▶ Directions for this task
Some lines below hold "country". Pick them out and copy them.

+ + +

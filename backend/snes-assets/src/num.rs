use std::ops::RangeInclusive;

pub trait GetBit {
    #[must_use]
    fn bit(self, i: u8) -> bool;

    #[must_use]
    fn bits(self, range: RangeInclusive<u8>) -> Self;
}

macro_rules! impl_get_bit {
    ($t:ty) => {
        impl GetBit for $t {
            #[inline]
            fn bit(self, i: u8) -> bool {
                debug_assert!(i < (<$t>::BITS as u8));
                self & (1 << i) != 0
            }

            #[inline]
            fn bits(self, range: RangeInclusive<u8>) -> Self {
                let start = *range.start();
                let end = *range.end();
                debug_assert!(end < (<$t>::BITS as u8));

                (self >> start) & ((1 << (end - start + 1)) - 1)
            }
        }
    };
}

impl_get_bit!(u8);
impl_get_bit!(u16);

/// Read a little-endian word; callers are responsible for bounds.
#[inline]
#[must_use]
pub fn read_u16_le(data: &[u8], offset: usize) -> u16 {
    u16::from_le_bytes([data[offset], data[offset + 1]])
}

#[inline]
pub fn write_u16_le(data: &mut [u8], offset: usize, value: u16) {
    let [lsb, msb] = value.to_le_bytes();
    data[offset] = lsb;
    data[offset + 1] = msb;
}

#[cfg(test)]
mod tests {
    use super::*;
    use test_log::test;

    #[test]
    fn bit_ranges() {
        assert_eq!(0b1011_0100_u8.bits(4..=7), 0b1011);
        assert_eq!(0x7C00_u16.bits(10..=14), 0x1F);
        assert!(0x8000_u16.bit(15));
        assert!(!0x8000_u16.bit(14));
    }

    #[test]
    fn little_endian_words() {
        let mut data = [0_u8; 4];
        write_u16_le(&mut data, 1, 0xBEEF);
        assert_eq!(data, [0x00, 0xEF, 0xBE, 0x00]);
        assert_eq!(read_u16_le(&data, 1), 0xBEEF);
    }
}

+ + +

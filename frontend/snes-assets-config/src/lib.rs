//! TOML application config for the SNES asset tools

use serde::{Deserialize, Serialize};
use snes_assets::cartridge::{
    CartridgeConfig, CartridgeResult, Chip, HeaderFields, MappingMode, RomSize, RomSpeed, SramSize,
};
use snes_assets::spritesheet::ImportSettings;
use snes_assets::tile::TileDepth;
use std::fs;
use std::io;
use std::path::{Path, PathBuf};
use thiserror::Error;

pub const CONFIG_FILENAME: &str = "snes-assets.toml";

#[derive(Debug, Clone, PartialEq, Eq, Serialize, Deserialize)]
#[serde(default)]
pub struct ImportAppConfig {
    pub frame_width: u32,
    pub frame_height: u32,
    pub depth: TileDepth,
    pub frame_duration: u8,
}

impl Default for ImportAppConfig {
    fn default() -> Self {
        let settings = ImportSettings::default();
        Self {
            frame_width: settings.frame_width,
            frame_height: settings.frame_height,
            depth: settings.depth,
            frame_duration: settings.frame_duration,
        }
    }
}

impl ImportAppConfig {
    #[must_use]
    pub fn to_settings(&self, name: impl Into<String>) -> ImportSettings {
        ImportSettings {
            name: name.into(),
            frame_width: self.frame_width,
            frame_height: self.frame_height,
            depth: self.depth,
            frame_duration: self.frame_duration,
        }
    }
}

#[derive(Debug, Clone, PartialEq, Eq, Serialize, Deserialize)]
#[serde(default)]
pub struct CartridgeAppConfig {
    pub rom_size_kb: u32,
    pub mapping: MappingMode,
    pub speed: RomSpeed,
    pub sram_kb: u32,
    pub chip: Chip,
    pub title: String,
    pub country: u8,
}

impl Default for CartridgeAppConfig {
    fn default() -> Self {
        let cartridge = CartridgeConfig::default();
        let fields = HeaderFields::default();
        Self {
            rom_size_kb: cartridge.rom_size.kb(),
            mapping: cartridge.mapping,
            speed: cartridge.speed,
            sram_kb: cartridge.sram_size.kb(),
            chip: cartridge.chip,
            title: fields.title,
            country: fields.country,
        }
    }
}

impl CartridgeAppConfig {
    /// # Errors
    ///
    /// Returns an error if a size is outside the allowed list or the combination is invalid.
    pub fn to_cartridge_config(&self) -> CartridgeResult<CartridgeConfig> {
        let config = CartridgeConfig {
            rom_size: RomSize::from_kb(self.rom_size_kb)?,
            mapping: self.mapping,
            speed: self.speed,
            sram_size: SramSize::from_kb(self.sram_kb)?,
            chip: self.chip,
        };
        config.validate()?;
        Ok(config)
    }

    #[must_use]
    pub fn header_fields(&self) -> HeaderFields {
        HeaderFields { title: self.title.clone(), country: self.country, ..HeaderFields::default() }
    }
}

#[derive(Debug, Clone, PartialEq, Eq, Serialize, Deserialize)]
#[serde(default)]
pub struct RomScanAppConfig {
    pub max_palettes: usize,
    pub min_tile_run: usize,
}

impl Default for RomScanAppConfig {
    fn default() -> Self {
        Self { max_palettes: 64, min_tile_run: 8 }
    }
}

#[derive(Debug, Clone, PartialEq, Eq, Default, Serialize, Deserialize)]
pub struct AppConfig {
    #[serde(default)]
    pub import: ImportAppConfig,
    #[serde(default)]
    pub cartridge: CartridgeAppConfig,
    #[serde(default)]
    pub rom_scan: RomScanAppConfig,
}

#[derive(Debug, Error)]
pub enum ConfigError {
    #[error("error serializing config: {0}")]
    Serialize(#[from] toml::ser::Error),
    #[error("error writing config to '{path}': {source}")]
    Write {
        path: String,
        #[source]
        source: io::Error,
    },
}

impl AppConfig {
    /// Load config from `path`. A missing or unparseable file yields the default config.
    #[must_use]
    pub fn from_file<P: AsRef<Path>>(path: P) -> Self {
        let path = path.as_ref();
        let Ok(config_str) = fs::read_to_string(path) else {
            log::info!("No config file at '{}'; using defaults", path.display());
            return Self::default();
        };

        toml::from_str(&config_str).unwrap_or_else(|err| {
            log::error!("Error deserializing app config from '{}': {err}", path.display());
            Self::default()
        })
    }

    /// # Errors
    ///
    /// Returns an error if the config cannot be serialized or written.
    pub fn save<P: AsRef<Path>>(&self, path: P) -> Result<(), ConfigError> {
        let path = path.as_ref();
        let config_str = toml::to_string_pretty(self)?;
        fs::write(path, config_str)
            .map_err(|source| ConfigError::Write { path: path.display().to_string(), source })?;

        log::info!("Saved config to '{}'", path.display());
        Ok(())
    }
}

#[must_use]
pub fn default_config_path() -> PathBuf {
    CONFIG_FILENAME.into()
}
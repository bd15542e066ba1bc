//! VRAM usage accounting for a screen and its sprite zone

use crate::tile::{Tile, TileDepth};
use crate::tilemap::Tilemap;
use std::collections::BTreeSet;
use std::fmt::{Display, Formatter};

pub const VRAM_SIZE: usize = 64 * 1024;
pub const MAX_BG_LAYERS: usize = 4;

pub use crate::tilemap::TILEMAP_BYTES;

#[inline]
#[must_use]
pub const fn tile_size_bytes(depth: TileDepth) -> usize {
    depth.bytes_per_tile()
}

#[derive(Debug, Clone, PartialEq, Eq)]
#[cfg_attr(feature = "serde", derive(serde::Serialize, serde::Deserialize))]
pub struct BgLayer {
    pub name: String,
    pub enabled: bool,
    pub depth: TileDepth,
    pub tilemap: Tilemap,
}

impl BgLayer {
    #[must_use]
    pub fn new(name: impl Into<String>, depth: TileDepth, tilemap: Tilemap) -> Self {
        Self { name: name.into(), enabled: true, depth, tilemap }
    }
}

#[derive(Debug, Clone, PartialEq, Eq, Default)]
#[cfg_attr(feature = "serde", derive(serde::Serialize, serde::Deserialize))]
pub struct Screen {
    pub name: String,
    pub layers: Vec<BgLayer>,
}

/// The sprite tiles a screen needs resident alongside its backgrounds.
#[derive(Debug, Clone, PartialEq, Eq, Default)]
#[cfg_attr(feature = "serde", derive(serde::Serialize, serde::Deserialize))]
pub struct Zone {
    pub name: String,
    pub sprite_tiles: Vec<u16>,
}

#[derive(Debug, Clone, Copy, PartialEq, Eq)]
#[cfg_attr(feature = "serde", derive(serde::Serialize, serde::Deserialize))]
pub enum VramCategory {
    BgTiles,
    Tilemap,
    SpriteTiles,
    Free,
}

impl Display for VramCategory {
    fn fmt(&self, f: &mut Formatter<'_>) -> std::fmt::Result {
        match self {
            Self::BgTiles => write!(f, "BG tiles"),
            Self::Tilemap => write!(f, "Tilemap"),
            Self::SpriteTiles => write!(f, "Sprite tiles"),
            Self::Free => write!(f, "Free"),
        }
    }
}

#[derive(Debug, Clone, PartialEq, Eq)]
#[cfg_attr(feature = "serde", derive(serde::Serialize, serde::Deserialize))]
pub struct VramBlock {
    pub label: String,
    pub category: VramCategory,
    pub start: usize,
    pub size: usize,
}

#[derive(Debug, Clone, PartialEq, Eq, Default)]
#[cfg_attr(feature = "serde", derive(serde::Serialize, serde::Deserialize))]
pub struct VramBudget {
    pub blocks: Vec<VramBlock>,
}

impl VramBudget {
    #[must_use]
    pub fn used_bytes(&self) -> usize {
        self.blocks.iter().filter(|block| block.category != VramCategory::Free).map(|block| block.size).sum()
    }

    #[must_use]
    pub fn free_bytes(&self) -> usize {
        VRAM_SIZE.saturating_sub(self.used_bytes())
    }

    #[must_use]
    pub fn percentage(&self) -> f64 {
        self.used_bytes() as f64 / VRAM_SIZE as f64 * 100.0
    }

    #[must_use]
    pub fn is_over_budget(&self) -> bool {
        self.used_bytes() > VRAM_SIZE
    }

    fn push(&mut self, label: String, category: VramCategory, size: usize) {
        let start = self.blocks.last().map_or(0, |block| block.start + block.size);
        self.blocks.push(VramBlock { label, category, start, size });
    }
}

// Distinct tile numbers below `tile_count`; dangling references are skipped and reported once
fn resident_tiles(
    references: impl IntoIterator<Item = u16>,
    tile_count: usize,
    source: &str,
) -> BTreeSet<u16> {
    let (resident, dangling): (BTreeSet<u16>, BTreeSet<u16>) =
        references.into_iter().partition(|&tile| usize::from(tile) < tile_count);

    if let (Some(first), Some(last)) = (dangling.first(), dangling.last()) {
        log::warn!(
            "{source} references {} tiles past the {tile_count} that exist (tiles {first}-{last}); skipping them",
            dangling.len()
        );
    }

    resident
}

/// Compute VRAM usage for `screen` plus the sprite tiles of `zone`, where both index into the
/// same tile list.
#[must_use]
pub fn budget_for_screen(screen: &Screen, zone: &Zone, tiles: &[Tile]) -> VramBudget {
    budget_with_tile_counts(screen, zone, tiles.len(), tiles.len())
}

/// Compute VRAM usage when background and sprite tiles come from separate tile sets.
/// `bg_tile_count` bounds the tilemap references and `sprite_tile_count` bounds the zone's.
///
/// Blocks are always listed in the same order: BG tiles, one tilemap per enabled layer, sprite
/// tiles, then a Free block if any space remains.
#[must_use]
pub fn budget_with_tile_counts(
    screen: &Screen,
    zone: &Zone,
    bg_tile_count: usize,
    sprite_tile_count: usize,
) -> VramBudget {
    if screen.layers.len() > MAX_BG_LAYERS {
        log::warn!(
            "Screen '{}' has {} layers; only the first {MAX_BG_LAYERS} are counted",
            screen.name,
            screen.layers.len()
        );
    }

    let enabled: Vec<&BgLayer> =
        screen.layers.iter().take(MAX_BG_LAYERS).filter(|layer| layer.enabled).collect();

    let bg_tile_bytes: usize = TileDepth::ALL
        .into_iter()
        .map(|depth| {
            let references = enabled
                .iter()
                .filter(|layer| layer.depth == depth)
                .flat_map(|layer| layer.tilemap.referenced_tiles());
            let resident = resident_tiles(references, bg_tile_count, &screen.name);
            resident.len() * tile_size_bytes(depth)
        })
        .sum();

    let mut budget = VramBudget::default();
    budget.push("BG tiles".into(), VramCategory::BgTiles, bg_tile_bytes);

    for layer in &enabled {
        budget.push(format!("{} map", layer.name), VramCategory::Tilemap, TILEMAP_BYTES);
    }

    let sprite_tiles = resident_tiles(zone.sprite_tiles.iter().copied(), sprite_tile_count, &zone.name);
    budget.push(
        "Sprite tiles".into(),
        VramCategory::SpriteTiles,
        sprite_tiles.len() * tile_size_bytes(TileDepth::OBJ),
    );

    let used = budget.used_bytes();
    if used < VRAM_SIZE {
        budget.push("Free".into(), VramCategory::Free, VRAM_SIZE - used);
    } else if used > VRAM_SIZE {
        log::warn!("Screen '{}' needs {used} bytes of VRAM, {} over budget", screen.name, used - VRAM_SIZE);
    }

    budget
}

+ + +

▶ Response below
    pub country: u8,
            country: fields.country,
        HeaderFields { title: self.title.clone(), country: self.country, ..HeaderFields::default() }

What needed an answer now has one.